_EXERCISE BRIEF_
From the data that follows, print exactly the lines starting at the one containing "state.corrupt.insert((partition, offset), times);" and ending at the one containing "target.records.drain(..drop as usize);"; include both of them and nothing more.

(Stored items)
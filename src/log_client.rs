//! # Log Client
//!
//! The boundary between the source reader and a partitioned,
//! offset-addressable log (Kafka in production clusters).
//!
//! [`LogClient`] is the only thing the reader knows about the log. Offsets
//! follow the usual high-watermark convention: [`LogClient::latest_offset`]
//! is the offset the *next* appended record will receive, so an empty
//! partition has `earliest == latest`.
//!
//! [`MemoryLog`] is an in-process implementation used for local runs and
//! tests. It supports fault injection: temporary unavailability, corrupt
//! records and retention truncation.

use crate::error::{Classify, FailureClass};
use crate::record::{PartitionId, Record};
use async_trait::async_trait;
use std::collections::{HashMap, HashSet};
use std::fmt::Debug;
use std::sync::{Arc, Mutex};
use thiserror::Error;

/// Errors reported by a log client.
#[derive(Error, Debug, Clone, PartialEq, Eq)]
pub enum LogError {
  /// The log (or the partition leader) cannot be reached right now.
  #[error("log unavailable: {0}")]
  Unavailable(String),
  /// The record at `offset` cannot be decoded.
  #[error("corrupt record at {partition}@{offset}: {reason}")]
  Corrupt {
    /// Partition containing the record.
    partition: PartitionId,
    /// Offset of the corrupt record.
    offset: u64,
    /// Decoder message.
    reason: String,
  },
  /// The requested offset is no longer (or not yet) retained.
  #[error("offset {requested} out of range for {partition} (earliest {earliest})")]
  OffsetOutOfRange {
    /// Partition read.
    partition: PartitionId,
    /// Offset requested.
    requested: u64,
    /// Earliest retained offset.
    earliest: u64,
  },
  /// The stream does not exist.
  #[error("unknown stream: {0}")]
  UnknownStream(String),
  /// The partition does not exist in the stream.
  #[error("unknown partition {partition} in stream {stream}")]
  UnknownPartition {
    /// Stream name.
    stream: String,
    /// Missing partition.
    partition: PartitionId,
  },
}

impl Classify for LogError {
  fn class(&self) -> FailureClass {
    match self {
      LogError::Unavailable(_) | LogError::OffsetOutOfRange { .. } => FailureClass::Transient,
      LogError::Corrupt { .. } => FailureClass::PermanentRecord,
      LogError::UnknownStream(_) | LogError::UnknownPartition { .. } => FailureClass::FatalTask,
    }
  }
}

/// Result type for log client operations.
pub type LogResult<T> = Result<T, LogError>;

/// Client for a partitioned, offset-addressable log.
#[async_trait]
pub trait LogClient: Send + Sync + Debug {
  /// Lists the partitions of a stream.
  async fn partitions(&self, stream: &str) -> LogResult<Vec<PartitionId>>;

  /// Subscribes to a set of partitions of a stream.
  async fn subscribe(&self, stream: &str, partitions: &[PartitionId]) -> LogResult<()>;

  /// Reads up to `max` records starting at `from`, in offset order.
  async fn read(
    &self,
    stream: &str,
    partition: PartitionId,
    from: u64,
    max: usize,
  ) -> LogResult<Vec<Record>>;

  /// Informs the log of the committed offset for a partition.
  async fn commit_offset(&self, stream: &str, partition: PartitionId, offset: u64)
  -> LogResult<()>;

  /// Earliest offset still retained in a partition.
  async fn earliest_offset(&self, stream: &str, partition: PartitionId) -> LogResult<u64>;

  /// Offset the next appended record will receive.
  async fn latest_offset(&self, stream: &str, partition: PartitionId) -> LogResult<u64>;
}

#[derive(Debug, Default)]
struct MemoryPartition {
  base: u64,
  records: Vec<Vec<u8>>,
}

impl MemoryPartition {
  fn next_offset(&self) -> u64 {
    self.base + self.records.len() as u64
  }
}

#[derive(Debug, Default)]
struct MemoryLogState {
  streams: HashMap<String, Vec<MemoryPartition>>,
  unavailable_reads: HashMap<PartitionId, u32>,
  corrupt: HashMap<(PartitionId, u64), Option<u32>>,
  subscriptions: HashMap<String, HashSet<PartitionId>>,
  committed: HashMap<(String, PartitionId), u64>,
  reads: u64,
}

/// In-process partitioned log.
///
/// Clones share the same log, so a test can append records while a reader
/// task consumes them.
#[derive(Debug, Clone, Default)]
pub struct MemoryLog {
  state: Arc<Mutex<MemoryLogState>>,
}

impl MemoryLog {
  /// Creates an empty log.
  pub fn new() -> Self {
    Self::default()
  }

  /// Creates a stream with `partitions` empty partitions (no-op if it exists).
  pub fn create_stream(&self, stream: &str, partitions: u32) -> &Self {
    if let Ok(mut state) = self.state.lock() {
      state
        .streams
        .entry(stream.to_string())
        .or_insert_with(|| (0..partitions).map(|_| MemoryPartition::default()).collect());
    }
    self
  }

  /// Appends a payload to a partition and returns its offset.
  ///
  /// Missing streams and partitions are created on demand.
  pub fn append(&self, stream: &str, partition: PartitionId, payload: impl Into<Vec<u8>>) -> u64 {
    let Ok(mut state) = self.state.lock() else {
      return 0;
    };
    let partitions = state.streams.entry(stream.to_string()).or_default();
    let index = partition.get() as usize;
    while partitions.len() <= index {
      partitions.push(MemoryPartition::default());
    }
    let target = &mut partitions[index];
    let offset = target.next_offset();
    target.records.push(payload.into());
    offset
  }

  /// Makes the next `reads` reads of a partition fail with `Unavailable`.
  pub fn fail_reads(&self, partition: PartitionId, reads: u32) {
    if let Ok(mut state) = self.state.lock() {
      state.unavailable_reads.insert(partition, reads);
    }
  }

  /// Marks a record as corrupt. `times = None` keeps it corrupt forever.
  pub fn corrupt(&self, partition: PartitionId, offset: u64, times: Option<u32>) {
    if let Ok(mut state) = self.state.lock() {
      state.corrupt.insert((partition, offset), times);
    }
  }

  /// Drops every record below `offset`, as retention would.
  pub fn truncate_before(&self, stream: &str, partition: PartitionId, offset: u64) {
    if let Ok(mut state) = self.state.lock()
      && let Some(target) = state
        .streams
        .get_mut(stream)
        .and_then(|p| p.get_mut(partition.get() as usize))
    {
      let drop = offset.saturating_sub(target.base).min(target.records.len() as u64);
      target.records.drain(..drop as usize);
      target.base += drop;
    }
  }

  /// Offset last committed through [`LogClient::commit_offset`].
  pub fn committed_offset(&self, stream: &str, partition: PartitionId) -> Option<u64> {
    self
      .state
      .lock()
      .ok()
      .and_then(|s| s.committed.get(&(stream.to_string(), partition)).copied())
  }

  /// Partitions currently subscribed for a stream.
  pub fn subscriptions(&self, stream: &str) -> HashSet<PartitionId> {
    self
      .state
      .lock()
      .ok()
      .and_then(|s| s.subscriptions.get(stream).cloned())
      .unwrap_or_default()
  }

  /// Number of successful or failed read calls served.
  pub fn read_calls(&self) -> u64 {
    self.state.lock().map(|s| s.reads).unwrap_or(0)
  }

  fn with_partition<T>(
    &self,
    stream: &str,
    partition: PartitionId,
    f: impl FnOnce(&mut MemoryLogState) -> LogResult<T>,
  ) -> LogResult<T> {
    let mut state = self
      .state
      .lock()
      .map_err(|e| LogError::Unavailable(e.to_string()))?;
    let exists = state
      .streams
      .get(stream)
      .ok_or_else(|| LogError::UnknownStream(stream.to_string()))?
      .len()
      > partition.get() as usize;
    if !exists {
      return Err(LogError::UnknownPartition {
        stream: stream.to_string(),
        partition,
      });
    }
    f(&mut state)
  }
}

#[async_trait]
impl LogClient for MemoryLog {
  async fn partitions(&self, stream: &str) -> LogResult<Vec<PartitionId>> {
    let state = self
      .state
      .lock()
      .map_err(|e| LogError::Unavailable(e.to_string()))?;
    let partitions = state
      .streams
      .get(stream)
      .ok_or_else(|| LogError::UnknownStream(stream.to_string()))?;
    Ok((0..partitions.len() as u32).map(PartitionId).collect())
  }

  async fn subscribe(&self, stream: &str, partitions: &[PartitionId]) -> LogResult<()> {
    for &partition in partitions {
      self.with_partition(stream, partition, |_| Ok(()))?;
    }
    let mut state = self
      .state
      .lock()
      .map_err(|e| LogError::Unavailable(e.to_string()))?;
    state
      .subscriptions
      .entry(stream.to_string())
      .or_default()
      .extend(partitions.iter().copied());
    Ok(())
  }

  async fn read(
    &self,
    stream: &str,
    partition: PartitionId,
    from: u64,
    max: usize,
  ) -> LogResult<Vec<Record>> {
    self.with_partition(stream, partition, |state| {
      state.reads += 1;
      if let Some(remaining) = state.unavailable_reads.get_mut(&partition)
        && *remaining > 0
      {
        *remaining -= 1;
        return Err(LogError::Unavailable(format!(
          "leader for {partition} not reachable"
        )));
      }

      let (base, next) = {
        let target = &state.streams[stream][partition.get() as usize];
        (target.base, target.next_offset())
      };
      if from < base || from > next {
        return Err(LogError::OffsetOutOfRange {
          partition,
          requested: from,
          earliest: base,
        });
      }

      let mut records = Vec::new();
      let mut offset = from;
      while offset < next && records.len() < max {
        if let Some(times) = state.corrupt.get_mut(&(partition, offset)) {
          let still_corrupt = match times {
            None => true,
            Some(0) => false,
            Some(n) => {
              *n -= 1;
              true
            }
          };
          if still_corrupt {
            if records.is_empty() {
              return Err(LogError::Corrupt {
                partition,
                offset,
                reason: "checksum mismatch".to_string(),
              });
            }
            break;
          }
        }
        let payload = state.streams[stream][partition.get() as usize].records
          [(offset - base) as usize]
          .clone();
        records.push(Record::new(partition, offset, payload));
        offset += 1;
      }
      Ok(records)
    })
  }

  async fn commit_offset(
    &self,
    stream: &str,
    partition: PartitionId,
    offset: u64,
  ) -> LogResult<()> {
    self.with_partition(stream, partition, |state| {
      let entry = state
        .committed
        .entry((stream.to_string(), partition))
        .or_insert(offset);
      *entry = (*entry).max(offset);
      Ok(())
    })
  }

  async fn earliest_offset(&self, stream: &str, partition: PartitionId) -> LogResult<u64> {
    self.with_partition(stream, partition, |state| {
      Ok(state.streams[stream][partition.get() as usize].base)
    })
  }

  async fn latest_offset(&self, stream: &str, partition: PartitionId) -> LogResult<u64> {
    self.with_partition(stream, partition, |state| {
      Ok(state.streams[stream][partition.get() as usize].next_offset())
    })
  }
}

_ANSWER SPACE_
      state.corrupt.insert((partition, offset), times);
    }
  }

  /// Drops every record below `offset`, as retention would.
  pub fn truncate_before(&self, stream: &str, partition: PartitionId, offset: u64) {
    if let Ok(mut state) = self.state.lock()
      && let Some(target) = state
        .streams
        .get_mut(stream)
        .and_then(|p| p.get_mut(partition.get() as usize))
    {
      let drop = offset.saturating_sub(target.base).min(target.records.len() as u64);
      target.records.drain(..drop as usize);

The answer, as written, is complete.